• _WORK REQUIRED_
From the records, pick out and copy each line containing "LocalNode".

• _Stored items_
━━━━━━

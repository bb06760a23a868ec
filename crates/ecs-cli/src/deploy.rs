//! # Deploy and Protocol Subcommands
//!
//! - `ecs deploy [--threshold N] [--force]`: construct a contract. With
//!   `--threshold`, the deployer encrypts the value and the contract
//!   verifies it; without, the configured default is encrypted internally.
//! - `ecs protocol-id`: print the confidential protocol the node targets.

use anyhow::{bail, Result};
use clap::Args;
use ecs_contract::{ContractConfig, EncryptedCreditScore, EncryptedInputBuilder};
use ecs_core::{CiphertextHandle, ProtocolConfig};
use ecs_proof::InputProof;
use ecs_state::ThresholdInit;

use crate::config::CliConfig;
use crate::node::{LocalContract, LocalNode};
use crate::rejected;

/// Arguments for `ecs deploy`.
#[derive(Args, Debug)]
pub struct DeployArgs {
    /// Initial threshold, encrypted and proven by the deployer.
    #[arg(long)]
    pub threshold: Option<u32>,

    /// Replace an existing deployment in the state directory.
    #[arg(long)]
    pub force: bool,
}

/// Arguments for `ecs protocol-id`.
#[derive(Args, Debug)]
pub struct ProtocolIdArgs {}

/// Execute `ecs deploy`.
pub fn run_deploy(args: &DeployArgs, config: &CliConfig) -> Result<u8> {
    let node = LocalNode::open(config.clone());
    let contract = deploy(&node, args)?;
    node.save_deployment(&contract)?;
    println!(
        "OK: deployed contract {} on {} (protocol {})",
        contract.address(),
        contract.chain_id(),
        contract.confidential_protocol_id().map_err(rejected)?
    );
    Ok(0)
}

/// Construct a contract for `node` without persisting it.
pub fn deploy(node: &LocalNode, args: &DeployArgs) -> Result<LocalContract> {
    if node.is_deployed() && !args.force {
        bail!(
            "a contract is already deployed in {}; pass --force to replace it",
            node.dir().display()
        );
    }
    let config = node.config();
    let deployer = config.deployer_address()?;
    let contract_config = ContractConfig::with_nonce(deployer, config.chain(), node.next_nonce()?)
        .default_threshold(config.default_threshold);
    let backend = node.backend()?;

    let (handle, proof) = match args.threshold {
        Some(value) => {
            let attester = node.attester()?;
            let batch = EncryptedInputBuilder::new(
                &backend,
                &attester,
                node.binding(deployer, contract_config.address),
            )
            .add32(value)
            .encrypt()?;
            (batch.handles[0], batch.proof)
        }
        None => (CiphertextHandle::ZERO, InputProof::empty()),
    };
    let init = ThresholdInit::from_raw(handle, proof)?;

    EncryptedCreditScore::deploy(contract_config, init, backend, node.verifier()?).map_err(rejected)
}

/// Execute `ecs protocol-id`.
pub fn run_protocol_id(_args: &ProtocolIdArgs, config: &CliConfig) -> Result<u8> {
    let node = LocalNode::open(config.clone());
    let protocol_id = if node.is_deployed() {
        node.load()?.confidential_protocol_id().map_err(rejected)?
    } else {
        ProtocolConfig::for_chain(config.chain())?.protocol_id
    };
    println!("{protocol_id}");
    Ok(0)
}
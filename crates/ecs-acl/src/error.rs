//! Permission errors.

use ecs_core::Address;
use thiserror::Error;

/// Errors from the permission manager.
#[derive(Error, Debug, Clone, PartialEq, Eq)]
pub enum AclError {
    /// The handle is empty or malformed and cannot carry grants.
    #[error("cannot grant on malformed handle: {0}")]
    MalformedHandle(String),

    /// The principal holds no grant on the handle.
    #[error("{principal} is not allowed to use {handle}")]
    NotAllowed {
        /// Short handle prefix.
        handle: String,
        /// The principal that was checked.
        principal: Address,
    },
}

━━━━━━

• _ANSWER SECTION_
use crate::node::{LocalContract, LocalNode};
    let node = LocalNode::open(config.clone());
pub fn deploy(node: &LocalNode, args: &DeployArgs) -> Result<LocalContract> {
    let node = LocalNode::open(config.clone());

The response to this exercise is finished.